Oscuri poteri, tutti al nostro servizio
Con Dishonored 2 ci troviamo davanti a un completo remix di quanto già visto in passato. Nonostante le belle parole spese da Bethesda per presentare il nuovo capitolo della saga, Arkane Studios non sembra essere riuscita a introdurre innovazioni esagerate, la scelta sembra essere invece stata quasi volontaria. Come sempre la punta di diamante del gioco è rappresentata dalla verticalizzazione dell’ambientazione che permette di affrontare ogni singola missione con i più disparati approcci a seconda dell’indole del giocatore. Optando per uno stile di gioco completamente stealth e “benevolo” nei confronti dei nostri ignari nemici, possiamo ancora una volta ridurre le perdite al minimo, sbloccando il finale migliore tra i disponibili. Utili, come sempre, in questo intento saranno i ritrovati poteri concessi dall’amico Esterno, personaggio che ancora una volta stenteremo a inserire nella nostra lista di amici fidati per via del suo fare ambiguo e da perenne doppiogiochista. Che la nostra scelta sia ricaduta tra il maturo protagonista o la più giovane fanciulla, il ventaglio di meccaniche presentate sarà vagamente lo stesso, concedendo però piccole e interessanti divergenze tutte da scoprire.

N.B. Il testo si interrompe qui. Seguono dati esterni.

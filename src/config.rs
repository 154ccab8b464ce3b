//! Loader for the per-test parameter files.
//!
//! A test `N` is described by four files in the config directory:
//!
//! * `mode_N.txt`: `random` or `trace`
//! * `para_N.txt`: total servers, fast-group servers, dwell-time cap and,
//!   in random mode, the arrival horizon (one value per line)
//! * `interarrival_N.txt`: gaps, one per line (trace), or `lambda a2l a2u` (random)
//! * `service_N.txt`: `service_time group` per line (trace), or `p0`,
//!   `alpha0 beta0 eta0` and `alpha1 eta1` on three lines (random)

use std::fs;
use std::path::{Path, PathBuf};
use std::str::FromStr;

use rand::rngs::StdRng;
use rand::SeedableRng;
use serde::Serialize;
use tracing::info;

use crate::error::{Result, SimError};
use crate::queues::random_generator::{RandomGenerator, RandomParams};
use crate::queues::tandem_network::{OverflowPolicy, SimulationConfig};
use crate::queues::trace_generator::TraceGenerator;
use crate::queues::{ArrivalSource, GroupId, NUM_GROUPS};

#[derive(Clone, Debug, PartialEq, Serialize)]
pub enum Workload {
    Trace { interarrivals: Vec<f64>, services: Vec<(f64, GroupId)> },
    Random { params: RandomParams, time_end: f64 },
}

#[derive(Clone, Debug, PartialEq, Serialize)]
pub struct TestConfig {
    pub test: String,
    pub total_servers: usize,
    pub fast_servers: usize,
    pub time_limit: f64,
    pub workload: Workload,
}

struct ConfigFile {
    path: PathBuf,
    lines: Vec<String>,
}

impl ConfigFile {
    fn open(dir: &Path, name: &str) -> Result<Self> {
        let path = dir.join(name);
        let text = fs::read_to_string(&path)
            .map_err(|source| SimError::ConfigIo { path: path.clone(), source })?;
        let lines = text.lines().map(|l| l.trim().to_owned()).collect();
        Ok(ConfigFile { path, lines })
    }

    fn error(&self, line: usize, message: String) -> SimError {
        SimError::ConfigParse { path: self.path.clone(), line: line + 1, message }
    }

    fn line(&self, line: usize) -> Result<&str> {
        self.lines.get(line).map(|l| l.as_str())
            .ok_or_else(|| self.error(line, "missing line".to_owned()))
    }

    fn parse<T>(&self, line: usize, token: &str) -> Result<T> where T: FromStr {
        token.parse().map_err(|_| self.error(line, format!("cannot parse '{}'", token)))
    }

    fn value<T>(&self, line: usize) -> Result<T> where T: FromStr {
        let token = self.line(line)?;
        self.parse(line, token)
    }

    fn values<T>(&self, line: usize, n: usize) -> Result<Vec<T>> where T: FromStr {
        let tokens: Vec<&str> = self.line(line)?.split_whitespace().collect();
        if tokens.len() != n {
            return Err(self.error(line, format!("expected {} values, found {}", n, tokens.len())));
        }
        tokens.into_iter().map(|t| self.parse(line, t)).collect()
    }

    fn non_empty(&self) -> impl Iterator<Item = (usize, &str)> + '_ {
        self.lines.iter().enumerate()
            .filter(|(_, l)| !l.is_empty())
            .map(|(i, l)| (i, l.as_str()))
    }
}

impl TestConfig {
    pub fn load(dir: &Path, test: &str) -> Result<Self> {
        let mode = ConfigFile::open(dir, &format!("mode_{}.txt", test))?;
        let para = ConfigFile::open(dir, &format!("para_{}.txt", test))?;
        let interarrival = ConfigFile::open(dir, &format!("interarrival_{}.txt", test))?;
        let service = ConfigFile::open(dir, &format!("service_{}.txt", test))?;

        let total_servers: usize = para.value(0)?;
        let fast_servers: usize = para.value(1)?;
        if fast_servers > total_servers {
            return Err(para.error(1, format!("{} fast servers out of {} in total", fast_servers, total_servers)));
        }
        let time_limit: f64 = para.value(2)?;
        if !(time_limit >= 0.) {
            return Err(para.error(2, format!("dwell-time cap must be non-negative, got {}", time_limit)));
        }

        let workload = match mode.line(0)? {
            "trace" => load_trace(&interarrival, &service)?,
            "random" => {
                let [lambda, a2l, a2u]: [f64; 3] = three(interarrival.values(0, 3)?);
                let p0 = service.value(0)?;
                let [alpha0, beta0, eta0]: [f64; 3] = three(service.values(1, 3)?);
                let ab1: Vec<f64> = service.values(2, 2)?;
                let time_end: f64 = para.value(3)?;
                if !(time_end.is_finite() && time_end >= 0.) {
                    return Err(para.error(3, format!("arrival horizon must be finite and non-negative, got {}", time_end)));
                }
                Workload::Random {
                    params: RandomParams { lambda, a2l, a2u, p0, alpha0, beta0, eta0, alpha1: ab1[0], eta1: ab1[1] },
                    time_end,
                }
            }
            other => return Err(mode.error(0, format!("unknown mode '{}'", other))),
        };

        info!(test, total_servers, fast_servers, time_limit, "configuration loaded");
        Ok(TestConfig { test: test.to_owned(), total_servers, fast_servers, time_limit, workload })
    }

    pub fn overflow_servers(&self) -> usize {
        self.total_servers - self.fast_servers
    }

    pub fn simulation_config(&self, overflow: OverflowPolicy) -> SimulationConfig {
        SimulationConfig::new(self.fast_servers, self.overflow_servers(), self.time_limit)
            .with_overflow(overflow)
    }

    /// The seed only matters for random workloads.
    pub fn arrival_source(&self, seed: u64) -> Result<Box<dyn ArrivalSource>> {
        match &self.workload {
            Workload::Trace { interarrivals, services } => {
                Ok(Box::new(TraceGenerator::new(interarrivals, services)))
            }
            Workload::Random { params, time_end } => {
                let rng = StdRng::seed_from_u64(seed);
                Ok(Box::new(RandomGenerator::new(params, Some(*time_end), rng)?))
            }
        }
    }
}

fn three(v: Vec<f64>) -> [f64; 3] {
    [v[0], v[1], v[2]]
}

fn load_trace(interarrival: &ConfigFile, service: &ConfigFile) -> Result<Workload> {
    let interarrivals = interarrival.non_empty()
        .map(|(i, l)| {
            let gap: f64 = interarrival.parse(i, l)?;
            if !(gap.is_finite() && gap >= 0.) {
                return Err(interarrival.error(i, format!("inter-arrival time must be finite and non-negative, got {}", gap)));
            }
            Ok(gap)
        })
        .collect::<Result<Vec<f64>>>()?;

    let services = service.non_empty()
        .map(|(i, l)| {
            let tokens: Vec<&str> = l.split_whitespace().collect();
            if tokens.len() != 2 {
                return Err(service.error(i, "expected 'service_time group'".to_owned()));
            }
            let group: GroupId = service.parse(i, tokens[1])?;
            if group >= NUM_GROUPS {
                return Err(service.error(i, format!("unknown group {}", group)));
            }
            Ok((service.parse(i, tokens[0])?, group))
        })
        .collect::<Result<Vec<(f64, GroupId)>>>()?;

    Ok(Workload::Trace { interarrivals, services })
}
use std::fmt;
use std::str::FromStr;

use serde::Serialize;
use tracing::{debug, info, warn};

use crate::error::{Result, SimError};
use crate::queues::event::{Event, EventQueue};
use crate::queues::job::Job;
use crate::queues::server_group::{Dispatch, ServerGroup};
use crate::queues::{ArrivalSource, Arrival, JobId, FAST_GROUP, OVERFLOW_GROUP};

/// What happens to a job evicted from the fast group at its dwell-time cap.
#[derive(Clone, Copy, Debug, Default, PartialEq, Eq, Serialize)]
#[serde(rename_all = "lowercase")]
pub enum OverflowPolicy {
    /// Re-admit into the overflow group with the full service time.
    #[default]
    Restart,
    /// Re-admit into the overflow group with the service time not yet received.
    Resume,
    /// Never re-admit; the job stays unfinished.
    Drop,
}

impl FromStr for OverflowPolicy {
    type Err = String;

    fn from_str(s: &str) -> std::result::Result<Self, String> {
        match s {
            "restart" => Ok(OverflowPolicy::Restart),
            "resume" => Ok(OverflowPolicy::Resume),
            "drop" => Ok(OverflowPolicy::Drop),
            _ => Err(format!("unknown overflow policy '{}' (expected restart, resume or drop)", s)),
        }
    }
}

impl fmt::Display for OverflowPolicy {
    fn fmt(&self, f: &mut fmt::Formatter<'_>) -> fmt::Result {
        let s = match self {
            OverflowPolicy::Restart => "restart",
            OverflowPolicy::Resume => "resume",
            OverflowPolicy::Drop => "drop",
        };
        f.write_str(s)
    }
}

/// When to stop taking jobs from the arrival source.
#[derive(Clone, Copy, Debug, PartialEq, Eq, Serialize)]
pub enum StopCondition {
    Exhausted,
    Jobs(usize),
}

#[derive(Clone, Debug, PartialEq, Serialize)]
pub struct SimulationConfig {
    pub fast_servers: usize,
    pub overflow_servers: usize,
    /// Dwell-time cap of the fast group, `f64::INFINITY` for none.
    pub time_limit: f64,
    pub overflow: OverflowPolicy,
    pub stop: StopCondition,
}

impl SimulationConfig {
    pub fn new(fast_servers: usize, overflow_servers: usize, time_limit: f64) -> Self {
        SimulationConfig {
            fast_servers,
            overflow_servers,
            time_limit,
            overflow: OverflowPolicy::default(),
            stop: StopCondition::Exhausted,
        }
    }

    pub fn with_overflow(mut self, overflow: OverflowPolicy) -> Self {
        self.overflow = overflow;
        self
    }

    pub fn with_stop(mut self, stop: StopCondition) -> Self {
        self.stop = stop;
        self
    }
}

#[derive(Clone, Debug, PartialEq, Serialize)]
pub struct RunOutcome {
    pub jobs: usize,
    pub events: usize,
    pub completed: usize,
    pub unfinished: usize,
    pub end_time: f64,
}

impl RunOutcome {
    pub fn ensure_complete(&self) -> Result<()> {
        if self.unfinished > 0 {
            return Err(SimError::Unfinished { count: self.unfinished, total: self.jobs });
        }
        Ok(())
    }
}

/// The fast group and its overflow group sharing one event queue.
pub struct TandemNetwork {
    config: SimulationConfig,
    events: EventQueue,
    groups: Vec<ServerGroup>,
    jobs: Vec<Job>,
    time: f64,
    processed: usize,
}

impl TandemNetwork {
    pub fn new(config: SimulationConfig) -> Self {
        let groups = vec![
            ServerGroup::new(FAST_GROUP, config.fast_servers, config.time_limit),
            ServerGroup::new(OVERFLOW_GROUP, config.overflow_servers, f64::INFINITY),
        ];
        TandemNetwork {
            config,
            events: EventQueue::new(),
            groups,
            jobs: Vec::new(),
            time: 0.,
            processed: 0,
        }
    }

    pub fn config(&self) -> &SimulationConfig {
        &self.config
    }

    pub fn add_job(&mut self, arrival: Arrival) -> Result<JobId> {
        let id = self.jobs.len();
        let job = Job::new(id, arrival)?;
        self.events.insert(Event::arrival(job.arrival_time(), id))?;
        self.jobs.push(job);
        Ok(id)
    }

    /// Takes arrivals from `source` until it runs dry or the stop condition is met.
    pub fn load<S>(&mut self, source: &mut S) -> Result<usize> where S: ArrivalSource + ?Sized {
        let limit = match self.config.stop {
            StopCondition::Exhausted => usize::MAX,
            StopCondition::Jobs(n) => n,
        };
        let mut loaded = 0;
        while loaded < limit {
            match source.next_arrival()? {
                Some(arrival) => {
                    self.add_job(arrival)?;
                    loaded += 1;
                }
                None => break,
            }
        }
        debug!(loaded, "arrivals scheduled");
        Ok(loaded)
    }

    /// Processes the earliest pending event, `None` once the queue is empty.
    pub fn make_transition(&mut self) -> Result<Option<Event>> {
        let event = match self.events.pop_earliest() {
            Some(event) => event,
            None => return Ok(None),
        };
        self.time = event.time;
        self.processed += 1;

        let mut evicted = None;
        for group in self.groups.iter_mut() {
            if let Dispatch::Evicted(job) = group.handle(&event, &mut self.jobs, &mut self.events)? {
                evicted = Some(job);
            }
        }
        if let Some(job) = evicted {
            self.route_overflow(job, event.time)?;
        }
        Ok(Some(event))
    }

    fn route_overflow(&mut self, job: JobId, now: f64) -> Result<()> {
        let work = match self.config.overflow {
            OverflowPolicy::Drop => {
                debug!(job, now, "evicted job dropped");
                return Ok(());
            }
            OverflowPolicy::Restart => self.jobs[job].service_time(),
            OverflowPolicy::Resume => {
                let j = &self.jobs[job];
                let served = now - j.start_time().unwrap_or(now);
                (j.stage_work() - served).max(0.)
            }
        };
        debug!(job, now, work, "evicted job sent to overflow group");
        self.jobs[job].set_stage_work(work);
        self.groups[OVERFLOW_GROUP].admit(&mut self.jobs[job], now, &mut self.events)?;
        Ok(())
    }

    pub fn run(&mut self) -> Result<RunOutcome> {
        while self.make_transition()?.is_some() {}

        let outcome = self.outcome();
        if outcome.unfinished > 0 {
            warn!(unfinished = outcome.unfinished, total = outcome.jobs, "jobs left without completion time");
        }
        info!(jobs = outcome.jobs, events = outcome.events, end_time = outcome.end_time, "simulation finished");
        Ok(outcome)
    }

    pub fn outcome(&self) -> RunOutcome {
        let completed = self.jobs.iter().filter(|j| j.is_completed()).count();
        RunOutcome {
            jobs: self.jobs.len(),
            events: self.processed,
            completed,
            unfinished: self.jobs.len() - completed,
            end_time: self.time,
        }
    }

    pub fn is_idle(&self) -> bool {
        self.events.is_empty()
    }

    pub fn groups(&self) -> &[ServerGroup] {
        &self.groups
    }

    pub fn jobs(&self) -> &[Job] {
        &self.jobs
    }

    pub fn into_jobs(self) -> Vec<Job> {
        self.jobs
    }
}

/// Builds a network from `config`, feeds it `source` and runs it to the end.
pub fn simulate<S>(config: SimulationConfig, source: &mut S) -> Result<(Vec<Job>, RunOutcome)>
    where S: ArrivalSource + ?Sized
{
    let mut qn = TandemNetwork::new(config);
    qn.load(source)?;
    let outcome = qn.run()?;
    Ok((qn.into_jobs(), outcome))
}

Nell’intento di sventare i piani dell’ennesimo avversario, stavolta la misteriosa strega Dalilah Kaldwin, presunta sorellastra della defunta imperatrice Jessamine Kaldwin dotata di poteri simili a quelli dell’Esterno, affronteremo sfide sempre più complesse poco a poco che ci avvicineremo al finale aperto di Dishonored 2. Segreti da scoprire in ogni mappa, orrori meccanici pronti a tagliuzzarci in tanti pezzetti, ma anche vecchi e nuovi alleati ci aiuteranno a movimentare il nostro nuovo soggiorno nell’Impero delle Isole. Ogni “livello” è infatti composto da varie missioni secondarie e oggetti da recuperare (amuleti e rune per accrescere il nostro potenziale in primis) che ci permetteranno di affrontare al meglio la successiva sfida concedendoci una chance in più rispetto al normale. Tuttavia la difficoltà generale non è cambiata molto rispetto al primo capitolo. I nemici presenti nel gioco sono infatti dotati di un’IA scontata e prevedibile anche al livello di difficoltà più alto dove i pattugliamenti saranno sempre ciclici e le mischie, se vorrete affrontarle, non troppo complesse da vincere. La pecca maggiore è però data dalla hitbox in quanto, troppo spesso, l’avversario riuscirà a colpirci con un fendente della sua spada anche a una certa distanza, impedendoci così di difenderci a dovere. Piccola nota di demerito anche per quanto riguarda la distruttibilità e l’interazione con l’ambiente circostante: stordire un nemico e poi poggiarlo lentamente accanto a un elemento in grado di andare in frantumi comporta spesso l’inevitabile morte del malcapitato, mandando all’aria tutti i nostri piani da buoni samaritani. Lo stesso vale per minuscoli oggetti posizionati a terra che a volte salteranno in aria facendo il più assurdo dei rumori e avvertendo ogni guardia nelle vicinanze della nostra presenza. Attenti a dove metteterete i piedi quindi, ma anche quelli dei vostri nemici.